WHAT THE EXERCISE ASKS:
Please output exactly the part of the records below that opens with the line containing "filename src/ui/components/empty.rs" and closes with the line containing "and accepts any", both lines included, and nothing else.

*** EXERCISE DATA Section Begins ***

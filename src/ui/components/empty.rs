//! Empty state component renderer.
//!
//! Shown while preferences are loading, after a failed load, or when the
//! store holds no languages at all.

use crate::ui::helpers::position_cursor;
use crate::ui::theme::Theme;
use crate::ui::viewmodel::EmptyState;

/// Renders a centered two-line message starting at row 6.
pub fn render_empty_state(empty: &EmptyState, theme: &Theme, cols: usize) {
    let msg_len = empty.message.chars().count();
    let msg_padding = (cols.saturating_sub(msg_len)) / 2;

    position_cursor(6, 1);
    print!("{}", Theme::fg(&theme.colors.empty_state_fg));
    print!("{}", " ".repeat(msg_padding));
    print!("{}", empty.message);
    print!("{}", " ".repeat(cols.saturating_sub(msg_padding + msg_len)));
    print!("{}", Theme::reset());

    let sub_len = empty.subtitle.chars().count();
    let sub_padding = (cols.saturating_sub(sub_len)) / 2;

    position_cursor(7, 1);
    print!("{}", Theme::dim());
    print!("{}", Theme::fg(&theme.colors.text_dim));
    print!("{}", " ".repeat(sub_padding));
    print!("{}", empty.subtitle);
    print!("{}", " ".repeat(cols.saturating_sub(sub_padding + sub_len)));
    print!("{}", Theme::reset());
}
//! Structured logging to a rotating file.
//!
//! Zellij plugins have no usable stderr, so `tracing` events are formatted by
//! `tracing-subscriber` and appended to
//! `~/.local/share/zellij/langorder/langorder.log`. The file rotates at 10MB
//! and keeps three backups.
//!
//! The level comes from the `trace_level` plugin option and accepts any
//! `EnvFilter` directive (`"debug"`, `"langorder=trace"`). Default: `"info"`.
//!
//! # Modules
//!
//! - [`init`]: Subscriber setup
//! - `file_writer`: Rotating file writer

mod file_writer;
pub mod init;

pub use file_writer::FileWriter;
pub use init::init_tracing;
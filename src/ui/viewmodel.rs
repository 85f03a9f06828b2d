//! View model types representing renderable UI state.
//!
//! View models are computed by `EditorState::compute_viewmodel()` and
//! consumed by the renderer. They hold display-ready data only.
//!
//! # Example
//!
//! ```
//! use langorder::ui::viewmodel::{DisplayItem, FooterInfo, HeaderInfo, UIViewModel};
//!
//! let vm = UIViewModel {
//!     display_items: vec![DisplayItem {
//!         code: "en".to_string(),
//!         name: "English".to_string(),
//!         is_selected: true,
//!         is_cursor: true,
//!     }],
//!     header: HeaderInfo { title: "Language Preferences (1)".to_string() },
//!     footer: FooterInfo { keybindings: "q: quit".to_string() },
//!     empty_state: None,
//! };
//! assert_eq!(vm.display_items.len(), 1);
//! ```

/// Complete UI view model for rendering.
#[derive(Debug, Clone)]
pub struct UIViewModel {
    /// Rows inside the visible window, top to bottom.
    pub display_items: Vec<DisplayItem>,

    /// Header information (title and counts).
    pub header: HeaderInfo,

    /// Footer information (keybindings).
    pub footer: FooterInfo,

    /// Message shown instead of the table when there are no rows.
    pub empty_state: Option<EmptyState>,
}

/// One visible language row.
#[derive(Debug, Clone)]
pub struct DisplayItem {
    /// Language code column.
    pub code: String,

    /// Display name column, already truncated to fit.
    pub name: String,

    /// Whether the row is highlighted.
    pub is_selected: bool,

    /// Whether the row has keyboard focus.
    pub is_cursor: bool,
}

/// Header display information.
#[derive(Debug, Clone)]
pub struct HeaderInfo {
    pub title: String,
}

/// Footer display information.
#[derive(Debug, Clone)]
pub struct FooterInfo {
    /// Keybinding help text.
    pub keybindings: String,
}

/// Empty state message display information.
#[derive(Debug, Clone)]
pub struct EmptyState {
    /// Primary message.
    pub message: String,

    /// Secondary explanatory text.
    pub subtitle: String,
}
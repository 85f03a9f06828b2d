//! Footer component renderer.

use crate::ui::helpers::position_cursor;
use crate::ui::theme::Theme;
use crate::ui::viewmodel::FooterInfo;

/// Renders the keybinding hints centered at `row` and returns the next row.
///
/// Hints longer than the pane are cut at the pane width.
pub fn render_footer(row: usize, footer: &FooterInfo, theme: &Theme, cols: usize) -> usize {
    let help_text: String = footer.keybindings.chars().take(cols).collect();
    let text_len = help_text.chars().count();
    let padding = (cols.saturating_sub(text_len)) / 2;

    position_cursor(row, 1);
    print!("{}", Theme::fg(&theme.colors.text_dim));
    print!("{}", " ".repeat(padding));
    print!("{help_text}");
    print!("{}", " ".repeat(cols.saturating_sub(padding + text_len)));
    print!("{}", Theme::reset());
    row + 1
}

*** EXERCISE DATA Section Ends ***
*** EXERCISE DATA Section Begins ***

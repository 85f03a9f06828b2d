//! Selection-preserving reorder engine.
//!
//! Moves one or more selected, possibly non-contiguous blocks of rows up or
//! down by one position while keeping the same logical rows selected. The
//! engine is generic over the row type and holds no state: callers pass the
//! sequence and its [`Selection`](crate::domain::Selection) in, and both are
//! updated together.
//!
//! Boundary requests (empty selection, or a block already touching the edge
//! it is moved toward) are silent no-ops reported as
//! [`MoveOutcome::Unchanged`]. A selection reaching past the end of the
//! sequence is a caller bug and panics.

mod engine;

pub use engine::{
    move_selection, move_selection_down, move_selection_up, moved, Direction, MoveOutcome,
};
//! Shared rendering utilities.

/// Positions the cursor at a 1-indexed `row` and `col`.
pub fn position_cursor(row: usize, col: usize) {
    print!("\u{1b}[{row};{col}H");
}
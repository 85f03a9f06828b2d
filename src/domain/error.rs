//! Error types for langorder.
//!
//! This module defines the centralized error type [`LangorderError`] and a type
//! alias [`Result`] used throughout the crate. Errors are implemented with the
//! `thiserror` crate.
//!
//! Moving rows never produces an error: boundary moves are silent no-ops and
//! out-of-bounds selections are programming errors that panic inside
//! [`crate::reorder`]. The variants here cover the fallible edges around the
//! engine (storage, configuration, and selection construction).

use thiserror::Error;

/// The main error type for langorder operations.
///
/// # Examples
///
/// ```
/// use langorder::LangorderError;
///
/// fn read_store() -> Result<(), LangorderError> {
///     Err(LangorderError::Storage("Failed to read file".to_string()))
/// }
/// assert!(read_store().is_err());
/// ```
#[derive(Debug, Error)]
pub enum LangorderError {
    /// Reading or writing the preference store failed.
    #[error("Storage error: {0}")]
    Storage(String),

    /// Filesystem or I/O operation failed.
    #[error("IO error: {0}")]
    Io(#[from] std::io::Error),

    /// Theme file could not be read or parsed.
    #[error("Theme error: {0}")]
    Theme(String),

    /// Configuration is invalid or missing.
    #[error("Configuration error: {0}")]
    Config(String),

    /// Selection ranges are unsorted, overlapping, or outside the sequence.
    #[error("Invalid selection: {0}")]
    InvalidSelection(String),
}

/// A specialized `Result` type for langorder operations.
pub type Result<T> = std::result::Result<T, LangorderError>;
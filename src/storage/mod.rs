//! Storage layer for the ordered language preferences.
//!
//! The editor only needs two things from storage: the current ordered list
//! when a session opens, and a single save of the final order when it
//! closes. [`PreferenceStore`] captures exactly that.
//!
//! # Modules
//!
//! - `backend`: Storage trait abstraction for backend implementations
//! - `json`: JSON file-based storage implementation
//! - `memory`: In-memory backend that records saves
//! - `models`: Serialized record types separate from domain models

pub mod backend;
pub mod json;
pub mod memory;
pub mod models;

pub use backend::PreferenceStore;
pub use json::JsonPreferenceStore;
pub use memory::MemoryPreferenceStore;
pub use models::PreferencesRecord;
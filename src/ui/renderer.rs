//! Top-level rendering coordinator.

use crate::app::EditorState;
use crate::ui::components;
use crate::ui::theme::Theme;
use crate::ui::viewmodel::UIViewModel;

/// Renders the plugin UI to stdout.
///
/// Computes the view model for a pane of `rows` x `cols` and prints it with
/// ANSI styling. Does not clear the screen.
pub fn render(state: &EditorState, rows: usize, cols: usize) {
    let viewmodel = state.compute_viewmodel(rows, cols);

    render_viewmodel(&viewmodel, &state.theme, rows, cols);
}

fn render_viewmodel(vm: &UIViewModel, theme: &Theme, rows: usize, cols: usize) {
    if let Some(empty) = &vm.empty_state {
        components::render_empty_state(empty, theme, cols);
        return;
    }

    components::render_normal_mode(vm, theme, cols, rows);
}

*** EXERCISE DATA Section Ends ***
*** EXERCISE DATA Section Begins ***

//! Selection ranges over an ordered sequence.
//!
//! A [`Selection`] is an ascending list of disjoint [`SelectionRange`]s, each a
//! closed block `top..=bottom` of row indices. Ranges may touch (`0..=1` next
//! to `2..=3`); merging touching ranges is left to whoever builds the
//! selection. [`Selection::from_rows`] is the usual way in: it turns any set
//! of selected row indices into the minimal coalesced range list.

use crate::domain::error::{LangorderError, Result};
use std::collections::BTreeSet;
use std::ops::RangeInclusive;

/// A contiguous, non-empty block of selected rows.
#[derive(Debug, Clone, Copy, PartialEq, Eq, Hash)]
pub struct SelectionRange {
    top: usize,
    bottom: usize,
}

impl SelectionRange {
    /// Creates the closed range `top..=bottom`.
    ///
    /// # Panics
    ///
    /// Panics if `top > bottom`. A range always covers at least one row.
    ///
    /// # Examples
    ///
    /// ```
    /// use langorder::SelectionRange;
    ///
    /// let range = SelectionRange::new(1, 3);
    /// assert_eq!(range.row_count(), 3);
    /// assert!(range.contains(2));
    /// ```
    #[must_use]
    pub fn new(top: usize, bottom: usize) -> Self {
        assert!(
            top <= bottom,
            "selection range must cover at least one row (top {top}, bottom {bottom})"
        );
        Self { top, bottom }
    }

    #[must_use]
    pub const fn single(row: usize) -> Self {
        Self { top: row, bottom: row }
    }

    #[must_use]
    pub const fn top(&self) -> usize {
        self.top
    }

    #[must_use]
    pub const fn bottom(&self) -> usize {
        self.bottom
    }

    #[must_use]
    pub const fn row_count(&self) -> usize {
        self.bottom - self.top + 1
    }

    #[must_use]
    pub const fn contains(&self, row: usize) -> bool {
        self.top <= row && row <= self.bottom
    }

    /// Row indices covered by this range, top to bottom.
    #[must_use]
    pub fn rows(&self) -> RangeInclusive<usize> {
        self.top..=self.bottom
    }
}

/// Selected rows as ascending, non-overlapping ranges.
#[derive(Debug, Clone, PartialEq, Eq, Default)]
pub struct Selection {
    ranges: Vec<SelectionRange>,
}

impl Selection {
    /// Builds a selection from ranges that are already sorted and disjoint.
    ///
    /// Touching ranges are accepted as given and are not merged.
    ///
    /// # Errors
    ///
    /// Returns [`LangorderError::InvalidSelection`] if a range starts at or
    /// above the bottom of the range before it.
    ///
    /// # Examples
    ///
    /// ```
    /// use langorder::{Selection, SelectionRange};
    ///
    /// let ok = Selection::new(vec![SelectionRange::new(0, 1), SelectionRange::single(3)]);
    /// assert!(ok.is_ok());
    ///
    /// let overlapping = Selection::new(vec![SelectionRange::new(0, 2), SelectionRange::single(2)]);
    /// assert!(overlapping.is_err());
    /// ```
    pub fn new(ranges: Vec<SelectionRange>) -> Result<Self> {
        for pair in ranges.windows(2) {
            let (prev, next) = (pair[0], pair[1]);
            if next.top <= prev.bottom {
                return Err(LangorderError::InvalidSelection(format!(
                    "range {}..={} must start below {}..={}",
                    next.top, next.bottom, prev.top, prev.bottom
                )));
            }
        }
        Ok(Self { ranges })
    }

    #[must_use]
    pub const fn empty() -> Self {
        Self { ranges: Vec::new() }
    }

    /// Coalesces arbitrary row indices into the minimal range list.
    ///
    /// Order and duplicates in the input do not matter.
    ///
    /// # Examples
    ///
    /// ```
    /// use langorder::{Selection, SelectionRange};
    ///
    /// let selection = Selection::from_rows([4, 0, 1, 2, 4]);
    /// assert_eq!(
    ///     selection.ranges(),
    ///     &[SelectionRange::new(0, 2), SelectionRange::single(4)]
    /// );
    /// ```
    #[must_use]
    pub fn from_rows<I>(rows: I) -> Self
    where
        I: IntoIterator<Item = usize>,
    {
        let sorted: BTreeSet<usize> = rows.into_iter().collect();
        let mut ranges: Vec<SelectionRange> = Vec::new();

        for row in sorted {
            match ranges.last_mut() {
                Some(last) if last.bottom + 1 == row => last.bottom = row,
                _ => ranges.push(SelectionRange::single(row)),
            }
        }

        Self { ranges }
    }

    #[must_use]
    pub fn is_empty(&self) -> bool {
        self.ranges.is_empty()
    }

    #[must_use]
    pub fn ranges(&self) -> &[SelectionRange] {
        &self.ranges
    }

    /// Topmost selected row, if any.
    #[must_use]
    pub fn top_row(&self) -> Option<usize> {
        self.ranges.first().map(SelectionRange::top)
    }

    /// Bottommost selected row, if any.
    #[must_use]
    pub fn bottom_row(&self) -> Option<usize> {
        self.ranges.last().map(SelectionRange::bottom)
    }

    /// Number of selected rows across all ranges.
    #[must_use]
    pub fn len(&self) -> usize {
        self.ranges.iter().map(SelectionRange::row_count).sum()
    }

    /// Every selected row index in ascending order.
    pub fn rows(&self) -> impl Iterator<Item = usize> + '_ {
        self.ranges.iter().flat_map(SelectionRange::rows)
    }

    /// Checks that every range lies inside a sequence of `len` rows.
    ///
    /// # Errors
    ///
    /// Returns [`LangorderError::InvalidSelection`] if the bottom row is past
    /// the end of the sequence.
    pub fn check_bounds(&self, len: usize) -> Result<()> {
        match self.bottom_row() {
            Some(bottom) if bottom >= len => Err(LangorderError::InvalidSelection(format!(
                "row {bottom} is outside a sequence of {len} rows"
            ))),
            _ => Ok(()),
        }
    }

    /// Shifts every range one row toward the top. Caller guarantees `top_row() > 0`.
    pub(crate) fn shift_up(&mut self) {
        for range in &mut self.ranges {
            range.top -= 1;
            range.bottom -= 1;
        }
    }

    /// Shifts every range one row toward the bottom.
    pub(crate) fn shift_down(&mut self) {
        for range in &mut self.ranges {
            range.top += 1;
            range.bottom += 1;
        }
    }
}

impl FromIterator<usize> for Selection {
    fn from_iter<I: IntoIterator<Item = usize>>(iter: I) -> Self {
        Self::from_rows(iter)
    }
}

*** EXERCISE DATA Section Ends ***

RESULT:
filename src/ui/components/empty.rs
//! Empty state component renderer.
//!
//! Shown while preferences are loading, after a failed load, or when the
//! store holds no languages at all.

use crate::ui::helpers::position_cursor;
use crate::ui::theme::Theme;
use crate::ui::viewmodel::EmptyState;

/// Renders a centered two-line message starting at row 6.
pub fn render_empty_state(empty: &EmptyState, theme: &Theme, cols: usize) {
    let msg_len = empty.message.chars().count();
    let msg_padding = (cols.saturating_sub(msg_len)) / 2;

    position_cursor(6, 1);
    print!("{}", Theme::fg(&theme.colors.empty_state_fg));
    print!("{}", " ".repeat(msg_padding));
    print!("{}", empty.message);
    print!("{}", " ".repeat(cols.saturating_sub(msg_padding + msg_len)));
    print!("{}", Theme::reset());

    let sub_len = empty.subtitle.chars().count();
    let sub_padding = (cols.saturating_sub(sub_len)) / 2;

    position_cursor(7, 1);
    print!("{}", Theme::dim());
    print!("{}", Theme::fg(&theme.colors.text_dim));
    print!("{}", " ".repeat(sub_padding));
    print!("{}", empty.subtitle);
    print!("{}", " ".repeat(cols.saturating_sub(sub_padding + sub_len)));
    print!("{}", Theme::reset());
}
//! Structured logging to a rotating file.
//!
//! Zellij plugins have no usable stderr, so `tracing` events are formatted by
//! `tracing-subscriber` and appended to
//! `~/.local/share/zellij/langorder/langorder.log`. The file rotates at 10MB
//! and keeps three backups.
//!
//! The level comes from the `trace_level` plugin option and accepts any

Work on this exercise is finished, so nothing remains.